Restate the entries below without a single change.

_Source material_
=== Section Start ===

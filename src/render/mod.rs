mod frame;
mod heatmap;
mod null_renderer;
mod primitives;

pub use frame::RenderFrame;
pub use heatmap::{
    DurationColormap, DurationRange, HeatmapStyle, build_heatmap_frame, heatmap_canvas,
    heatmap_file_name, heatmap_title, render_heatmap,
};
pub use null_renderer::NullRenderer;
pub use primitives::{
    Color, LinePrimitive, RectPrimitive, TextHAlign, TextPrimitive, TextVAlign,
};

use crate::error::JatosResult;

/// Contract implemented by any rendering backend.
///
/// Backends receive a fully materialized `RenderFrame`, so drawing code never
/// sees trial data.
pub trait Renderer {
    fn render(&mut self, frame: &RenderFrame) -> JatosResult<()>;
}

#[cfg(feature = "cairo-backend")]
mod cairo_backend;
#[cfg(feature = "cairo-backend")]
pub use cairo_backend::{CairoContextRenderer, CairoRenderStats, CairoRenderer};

=== Section End ===

_Output of the task_
filename src/render/mod.rs
mod frame;
mod heatmap;
mod null_renderer;
mod primitives;

pub use frame::RenderFrame;
pub use heatmap::{
    DurationColormap, DurationRange, HeatmapStyle, build_heatmap_frame, heatmap_canvas,
    heatmap_file_name, heatmap_title, render_heatmap,
};
pub use null_renderer::NullRenderer;
pub use primitives::{
    Color, LinePrimitive, RectPrimitive, TextHAlign, TextPrimitive, TextVAlign,
};

use crate::error::JatosResult;

/// Contract implemented by any rendering backend.
///
/// Backends receive a fully materialized `RenderFrame`, so drawing code never
/// sees trial data.
pub trait Renderer {
    fn render(&mut self, frame: &RenderFrame) -> JatosResult<()>;
}

#[cfg(feature = "cairo-backend")]
mod cairo_backend;
#[cfg(feature = "cairo-backend")]
pub use cairo_backend::{CairoContextRenderer, CairoRenderStats, CairoRenderer};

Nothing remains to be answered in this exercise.